BY: GEORGE LINCOLN WALTON, M.D.
CONSULTING NEUROLOGIST TO THE MASSACHUSETTS GENERAL HOSPITAL
XVI.
MAXIMS MISAPPLIED
"Beware! yet once again beware!
Ere round thy inexperienced mind,
With voice and semblance falsely fair,
A chain Thessalian magic bind,--"
--Thomas Love Peacock
A friend of mine has a purebred Boston terrier named "Betty." Betty is a bundle of nerves, has a well-developed "New-England Conscience," and among other deviative (not degenerative) signs, is possessed of an insatiable desire to climb trees. More than once I have watched her frantic efforts to achieve this end, and she often almost succeeds--at least she can reach a higher point on the trunk of a tree than any other dog of her size I know--say six feet; if the bark is rough, perhaps seven feet would not be an overestimate. Her attempts are unremitting--once the frenzy is on it is with the greatest difficulty that she can be separated, panting and exhausted, from her task.

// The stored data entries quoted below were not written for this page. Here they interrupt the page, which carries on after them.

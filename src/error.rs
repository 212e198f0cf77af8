//! Error types for kantan-cms-mcp configuration.
//!
//! # Security Note
//!
//! Error messages are carefully crafted to NEVER include credentials.
//! Variants describing a missing or invalid credential name the variable,
//! never its value.

use std::path::PathBuf;

use thiserror::Error;

/// Errors that can occur while assembling the process configuration.
#[derive(Error, Debug)]
pub enum ConfigError {
    /// A required environment variable is absent or empty.
    #[error("{name} environment variable is not set.")]
    MissingEnvVar {
        /// Name of the environment variable.
        name: &'static str,
    },

    /// Configuration file could not be read.
    #[error("failed to read configuration file: {path}")]
    ReadError {
        /// Path to the configuration file.
        path: PathBuf,
        /// The underlying IO error.
        #[source]
        source: std::io::Error,
    },

    /// Configuration file could not be parsed.
    #[error("failed to parse configuration file: {path}")]
    ParseError {
        /// Path to the configuration file.
        path: PathBuf,
        /// The underlying JSON error.
        #[source]
        source: serde_json::Error,
    },

    /// Configuration file not found.
    #[error("configuration file not found: {path}")]
    NotFound {
        /// Path where the configuration file was expected.
        path: PathBuf,
    },

    /// Configuration validation failed.
    #[error("configuration validation failed: {message}")]
    ValidationError {
        /// Description of the validation failure.
        message: String,
    },
}

impl ConfigError {
    /// Returns `true` if this error is caused by a missing credential variable.
    #[must_use]
    pub const fn is_missing_env(&self) -> bool {
        matches!(self, Self::MissingEnvVar { .. })
    }
}
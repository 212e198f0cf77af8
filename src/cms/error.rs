//! Error types for CMS, documentation and staging operations.

use std::io;
use std::path::PathBuf;
use thiserror::Error;

/// Result type for CMS operations.
pub type CmsResult<T> = Result<T, CmsError>;

/// Errors that can occur while talking to the CMS or staging a template.
#[derive(Debug, Error)]
pub enum CmsError {
    /// The server answered with a client or server error status.
    #[error("HTTP {status} from {url}: {body}")]
    Http {
        /// Status code.
        status: u16,
        /// Request URL (without query string).
        url: String,
        /// Response body as text.
        body: String,
    },

    /// The request could not be sent or the response not received.
    #[error("Request to {url} failed")]
    Transport {
        /// Request URL.
        url: String,
        /// Underlying transport error.
        #[source]
        source: reqwest::Error,
    },

    /// The HTTP client could not be built.
    #[error("Failed to build HTTP client")]
    Client {
        /// Underlying transport error.
        #[source]
        source: reqwest::Error,
    },

    /// The response body was not valid JSON.
    #[error("Invalid JSON in response from {url}")]
    Decode {
        /// Request URL.
        url: String,
        /// Underlying JSON error.
        #[source]
        source: serde_json::Error,
    },

    /// Unsupported template flavor.
    #[error("Invalid language '{flavor}'. Supported languages are 'python' or 'bun'.")]
    InvalidFlavor {
        /// The rejected flavor string.
        flavor: String,
    },

    /// Local filesystem operation failed.
    #[error("I/O error at {path}")]
    Io {
        /// Path involved.
        path: PathBuf,
        /// Underlying I/O error.
        #[source]
        source: io::Error,
    },

    /// The downloaded archive could not be read.
    #[error("Invalid zip archive")]
    Archive {
        /// Underlying zip error.
        #[source]
        source: zip::result::ZipError,
    },
}

impl CmsError {
    /// Creates an I/O error.
    pub fn io(path: impl Into<PathBuf>, source: io::Error) -> Self {
        Self::Io {
            path: path.into(),
            source,
        }
    }

    /// Creates a transport error.
    pub fn transport(url: impl Into<String>, source: reqwest::Error) -> Self {
        Self::Transport {
            url: url.into(),
            source,
        }
    }

    /// Returns the HTTP status if the server rejected the request.
    #[must_use]
    pub const fn status(&self) -> Option<u16> {
        match self {
            Self::Http { status, .. } => Some(*status),
            _ => None,
        }
    }

    /// Renders the error with its full source chain on one line.
    #[must_use]
    pub fn to_chain_string(&self) -> String {
        let mut message = self.to_string();
        let mut source = std::error::Error::source(self);
        while let Some(cause) = source {
            message.push_str(": ");
            message.push_str(&cause.to_string());
            source = cause.source();
        }
        message
    }
}

impl From<zip::result::ZipError> for CmsError {
    fn from(source: zip::result::ZipError) -> Self {
        Self::Archive { source }
    }
}

#[cfg(test)]
mod tests {
    use super::*;

    #[test]
    fn http_error_carries_status_and_body() {
        let err = CmsError::Http {
            status: 404,
            url: "https://api.kantan-cms.com/v1/api/collections/x".to_string(),
            body: r#"{"detail":"not found"}"#.to_string(),
        };
        assert_eq!(err.status(), Some(404));
        let msg = err.to_string();
        assert!(msg.contains("404"));
        assert!(msg.contains("not found"));
    }

    #[test]
    fn invalid_flavor_message() {
        let err = CmsError::InvalidFlavor {
            flavor: "ruby".to_string(),
        };
        assert_eq!(
            err.to_string(),
            "Invalid language 'ruby'. Supported languages are 'python' or 'bun'."
        );
        assert_eq!(err.status(), None);
    }

    #[test]
    fn chain_includes_source() {
        let err = CmsError::io(
            "/tmp/x",
            io::Error::new(io::ErrorKind::PermissionDenied, "denied"),
        );
        let chain = err.to_chain_string();
        assert!(chain.starts_with("I/O error at /tmp/x"));
        assert!(chain.ends_with("denied"));
    }
}
//! MCP server implementation for Kantan CMS.
//!
//! This module implements the MCP server lifecycle:
//!
//! 1. **Initialisation**: Capability negotiation and version agreement
//! 2. **Operation**: Handling tool calls and other requests
//! 3. **Shutdown**: stdin EOF, SIGINT/SIGTERM or Ctrl+C

use std::io;

use serde::{Deserialize, Serialize};
use serde_json::{json, Value};
use tokio::io::{AsyncBufRead, AsyncWrite, BufReader};

use crate::cms::CmsResult;
use crate::config::CmsConfig;
use crate::mcp::protocol::{
    parse_message, ErrorCode, IncomingMessage, JsonRpcError, JsonRpcNotification,
    JsonRpcRequest, JsonRpcResponse, RequestId, MCP_PROTOCOL_VERSION, SERVER_NAME,
};
use crate::mcp::tools::CmsTools;
use crate::mcp::transport::LineTransport;

/// Server state in the MCP lifecycle.
#[derive(Debug, Clone, Copy, PartialEq, Eq)]
pub enum ServerState {
    /// Waiting for initialize request.
    AwaitingInit,
    /// Initialize received, waiting for initialized notification.
    Initialising,
    /// Ready for normal operation.
    Running,
    /// Shutdown in progress.
    ShuttingDown,
}

/// Server capabilities advertised during initialisation.
#[derive(Debug, Clone, Serialize)]
pub struct ServerCapabilities {
    /// Tool-related capabilities.
    pub tools: ToolCapabilities,
}

/// Tool-specific capabilities.
#[derive(Debug, Clone, Default, Serialize)]
pub struct ToolCapabilities {
    /// Whether the tool list can change during the session.
    #[serde(rename = "listChanged")]
    pub list_changed: bool,
}

/// Server information for initialisation response.
#[derive(Debug, Clone, Serialize)]
pub struct ServerInfo {
    /// Server name.
    pub name: &'static str,
    /// Server version.
    pub version: &'static str,
}

impl Default for ServerInfo {
    fn default() -> Self {
        Self {
            name: SERVER_NAME,
            version: env!("CARGO_PKG_VERSION"),
        }
    }
}

/// Client information received during initialisation.
#[derive(Debug, Clone, Deserialize)]
pub struct ClientInfo {
    /// Client name.
    pub name: String,
    /// Client version.
    #[serde(default)]
    pub version: Option<String>,
}

/// Parameters for the initialize request.
#[derive(Debug, Clone, Deserialize)]
#[serde(rename_all = "camelCase")]
pub struct InitializeParams {
    /// Protocol version requested by client.
    pub protocol_version: String,
    /// Client capabilities.
    #[serde(default)]
    pub capabilities: Value,
    /// Client information.
    #[serde(default)]
    pub client_info: Option<ClientInfo>,
}

/// Parameters for tools/call request.
#[derive(Debug, Clone, Deserialize)]
pub struct ToolCallParams {
    /// Name of the tool to call.
    pub name: String,
    /// Arguments for the tool.
    #[serde(default)]
    pub arguments: Value,
}

/// The MCP server for Kantan CMS.
///
/// Generic over the transport streams; [`McpServer::new`] uses stdio.
pub struct McpServer<R = BufReader<tokio::io::Stdin>, W = tokio::io::Stdout> {
    /// Current server state.
    state: ServerState,
    /// The transport layer.
    transport: LineTransport<R, W>,
    /// Negotiated protocol version (set after initialisation).
    protocol_version: Option<String>,
    /// Tool implementations.
    tools: CmsTools,
}

impl McpServer {
    /// Creates a stdio server for the configured CMS project.
    ///
    /// # Errors
    ///
    /// Returns an error if the HTTP client cannot be built.
    pub fn new(config: &CmsConfig) -> CmsResult<Self> {
        Ok(Self::with_transport(
            CmsTools::new(config)?,
            LineTransport::stdio(),
        ))
    }
}

impl<R, W> McpServer<R, W>
where
    R: AsyncBufRead + Unpin,
    W: AsyncWrite + Unpin,
{
    /// Creates a server over an arbitrary transport.
    pub const fn with_transport(tools: CmsTools, transport: LineTransport<R, W>) -> Self {
        Self {
            state: ServerState::AwaitingInit,
            transport,
            protocol_version: None,
            tools,
        }
    }

    /// Returns the current server state.
    #[must_use]
    pub const fn state(&self) -> ServerState {
        self.state
    }

    /// Returns the negotiated protocol version, once initialised.
    #[must_use]
    pub fn protocol_version(&self) -> Option<&str> {
        self.protocol_version.as_deref()
    }

    /// Consumes the server and returns its transport.
    pub fn into_transport(self) -> LineTransport<R, W> {
        self.transport
    }

    /// Runs the server until EOF or a shutdown signal.
    ///
    /// # Errors
    ///
    /// Returns an error if transport I/O fails or signal handlers cannot be
    /// installed.
    pub async fn run(&mut self) -> io::Result<()> {
        let signal = tokio::select! {
            result = self.serve() => return result,
            signal = shutdown_signal() => signal?,
        };

        tracing::info!(signal, "Initiating graceful shutdown");
        self.state = ServerState::ShuttingDown;
        Ok(())
    }

    /// Processes messages until the input closes.
    ///
    /// # Errors
    ///
    /// Returns an error if transport I/O fails.
    pub async fn serve(&mut self) -> io::Result<()> {
        while let Some(line) = self.transport.read_line().await? {
            if line.trim().is_empty() {
                continue;
            }

            self.handle_line(&line).await?;

            if self.state == ServerState::ShuttingDown {
                return Ok(());
            }
        }

        tracing::info!("Input closed, shutting down");
        self.state = ServerState::ShuttingDown;
        Ok(())
    }

    /// Handles a single line of input.
    async fn handle_line(&mut self, line: &str) -> io::Result<()> {
        match parse_message(line) {
            Ok(IncomingMessage::Request(req)) => self.handle_request(req).await,
            Ok(IncomingMessage::Notification(notif)) => {
                self.handle_notification(&notif);
                Ok(())
            }
            Err(error) => self.transport.write_message(&error).await,
        }
    }

    /// Handles an incoming request.
    async fn handle_request(&mut self, req: JsonRpcRequest) -> io::Result<()> {
        tracing::debug!(id = %req.id, method = %req.method, "Request");

        let response = match req.method.as_str() {
            "initialize" => self.handle_initialize(&req),
            "tools/list" => self.handle_tools_list(&req),
            "tools/call" => self.handle_tools_call(&req).await,
            "ping" => Ok(JsonRpcResponse::success(req.id.clone(), json!({}))),
            _ => Err(JsonRpcError::method_not_found(req.id.clone(), &req.method)),
        };

        match response {
            Ok(resp) => self.transport.write_message(&resp).await,
            Err(error) => self.transport.write_message(&error).await,
        }
    }

    /// Handles an incoming notification.
    fn handle_notification(&mut self, notif: &JsonRpcNotification) {
        if notif.method == "notifications/initialized" && self.state == ServerState::Initialising {
            tracing::info!("Client initialised");
            self.state = ServerState::Running;
        }
    }

    /// Handles the initialize request.
    fn handle_initialize(&mut self, req: &JsonRpcRequest) -> Result<JsonRpcResponse, JsonRpcError> {
        if self.state != ServerState::AwaitingInit {
            return Err(JsonRpcError::new(
                Some(req.id.clone()),
                ErrorCode::InvalidRequest,
                "Server already initialised",
            ));
        }

        let params: InitializeParams = req.parse_params("initialize")?;
        tracing::info!(
            client = params.client_info.as_ref().map_or("unknown", |c| c.name.as_str()),
            requested_version = %params.protocol_version,
            "Initialize"
        );

        self.protocol_version = Some(MCP_PROTOCOL_VERSION.to_string());
        self.state = ServerState::Initialising;

        let result = json!({
            "protocolVersion": MCP_PROTOCOL_VERSION,
            "capabilities": ServerCapabilities {
                tools: ToolCapabilities::default(),
            },
            "serverInfo": ServerInfo::default(),
        });

        Ok(JsonRpcResponse::success(req.id.clone(), result))
    }

    /// Handles the tools/list request.
    fn handle_tools_list(&self, req: &JsonRpcRequest) -> Result<JsonRpcResponse, JsonRpcError> {
        self.require_running(&req.id)?;

        Ok(JsonRpcResponse::success(
            req.id.clone(),
            json!({ "tools": CmsTools::definitions() }),
        ))
    }

    /// Handles the tools/call request.
    async fn handle_tools_call(
        &self,
        req: &JsonRpcRequest,
    ) -> Result<JsonRpcResponse, JsonRpcError> {
        self.require_running(&req.id)?;

        let params: ToolCallParams = req.parse_params("tool call")?;
        let result = self.tools.call(&params.name, &params.arguments).await;

        let result_value = serde_json::to_value(&result).map_err(|e| {
            tracing::error!(error = %e, "Failed to serialise tool call result");
            JsonRpcError::internal_error(
                req.id.clone(),
                "Internal error: failed to serialise result",
            )
        })?;

        Ok(JsonRpcResponse::success(req.id.clone(), result_value))
    }

    /// Ensures the server is in the Running state.
    fn require_running(&self, id: &RequestId) -> Result<(), JsonRpcError> {
        if self.state != ServerState::Running {
            return Err(JsonRpcError::new(
                Some(id.clone()),
                ErrorCode::InvalidRequest,
                "Server not initialised",
            ));
        }
        Ok(())
    }
}

/// Resolves with the name of the first shutdown signal received.
#[cfg(unix)]
async fn shutdown_signal() -> io::Result<&'static str> {
    use tokio::signal::unix::{signal, SignalKind};

    let mut sigint = signal(SignalKind::interrupt())?;
    let mut sigterm = signal(SignalKind::terminate())?;

    tokio::select! {
        _ = sigint.recv() => Ok("SIGINT"),
        _ = sigterm.recv() => Ok("SIGTERM"),
    }
}

/// Resolves with the name of the first shutdown signal received.
#[cfg(windows)]
async fn shutdown_signal() -> io::Result<&'static str> {
    tokio::signal::ctrl_c().await?;
    Ok("Ctrl+C")
}

#[cfg(test)]
mod tests {
    use super::*;
    use crate::config::Credentials;

    fn server(input: &'static str) -> McpServer<&'static [u8], Vec<u8>> {
        let config = CmsConfig::new(Credentials::new("p", "k").unwrap(), "http://127.0.0.1:9");
        McpServer::with_transport(
            CmsTools::new(&config).unwrap(),
            LineTransport::new(input.as_bytes(), Vec::new()),
        )
    }

    fn output(server: McpServer<&'static [u8], Vec<u8>>) -> Vec<Value> {
        let bytes = server.into_transport().into_writer();
        String::from_utf8(bytes)
            .unwrap()
            .lines()
            .map(|line| serde_json::from_str(line).unwrap())
            .collect()
    }

    #[test]
    fn server_initial_state() {
        let server = server("");
        assert_eq!(server.state(), ServerState::AwaitingInit);
        assert!(server.protocol_version().is_none());
    }

    #[tokio::test]
    async fn lifecycle_reaches_running() {
        let mut server = server(concat!(
            r#"{"jsonrpc":"2.0","id":1,"method":"initialize","params":{"protocolVersion":"2024-11-05","capabilities":{}}}"#,
            "\n",
            r#"{"jsonrpc":"2.0","method":"notifications/initialized"}"#,
            "\n",
            r#"{"jsonrpc":"2.0","id":2,"method":"tools/list"}"#,
            "\n",
        ));
        server.serve().await.unwrap();
        assert_eq!(server.state(), ServerState::ShuttingDown);
        assert_eq!(server.protocol_version(), Some(MCP_PROTOCOL_VERSION));

        let messages = output(server);
        assert_eq!(messages.len(), 2);
        assert_eq!(messages[0]["result"]["serverInfo"]["name"], SERVER_NAME);
        assert_eq!(messages[1]["id"], 2);
        assert_eq!(messages[1]["result"]["tools"].as_array().unwrap().len(), 14);
    }

    #[tokio::test]
    async fn tools_require_initialisation() {
        let mut server = server(concat!(
            r#"{"jsonrpc":"2.0","id":1,"method":"tools/list"}"#,
            "\n",
            r#"{"jsonrpc":"2.0","id":2,"method":"ping"}"#,
            "\n",
        ));
        server.serve().await.unwrap();

        let messages = output(server);
        assert_eq!(messages[0]["error"]["code"], ErrorCode::InvalidRequest.code());
        assert_eq!(messages[1]["result"], json!({}));
    }

    #[tokio::test]
    async fn second_initialize_is_rejected() {
        let mut server = server(concat!(
            r#"{"jsonrpc":"2.0","id":1,"method":"initialize","params":{"protocolVersion":"2024-11-05"}}"#,
            "\n",
            r#"{"jsonrpc":"2.0","id":2,"method":"initialize","params":{"protocolVersion":"2024-11-05"}}"#,
            "\n",
        ));
        server.serve().await.unwrap();

        let messages = output(server);
        assert!(messages[0].get("result").is_some());
        assert_eq!(messages[1]["error"]["message"], "Server already initialised");
    }

    #[tokio::test]
    async fn unknown_method_and_garbage() {
        let mut server = server("{\"jsonrpc\":\"2.0\",\"id\":5,\"method\":\"resources/list\"}\nnot json\n");
        server.serve().await.unwrap();

        let messages = output(server);
        assert_eq!(messages[0]["error"]["code"], ErrorCode::MethodNotFound.code());
        assert_eq!(messages[1]["error"]["code"], ErrorCode::ParseError.code());
    }
}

Betty's case furnishes an illustration of an inborn tendency, fostered
neither by precept nor example, persistently to attempt the impossible,
and to fret and fume when forced to discontinue. Some children are by
inheritance similarly endowed.
Imagine Betty a child.
It is safe to assume that the mental trait which prompts this expenditure of tireless and misdirected energy has found its way down through her ancestry over millenia; the chances are,
of course, against its having skipped the generation immediately preceding; in other words, one or both of HER parents are probably obsessive. It follows,
almost as a matter of course, that the "indomitable will" of the child is viewed with pride by the parent. Instead of being kept within reasonable
bounds, and directed into proper channels, it is encouraged in every direction, and fostered and encourages by every available means. Prominent among the
incentives to renewed activity furnished by the solicitous parent, possibly too by the undiscriminating teacher, will be found such precepts as: "In the
bright lexicon of youth there's no such word as fail," "Never give up the ship," "Never say die," "There's always room at the top."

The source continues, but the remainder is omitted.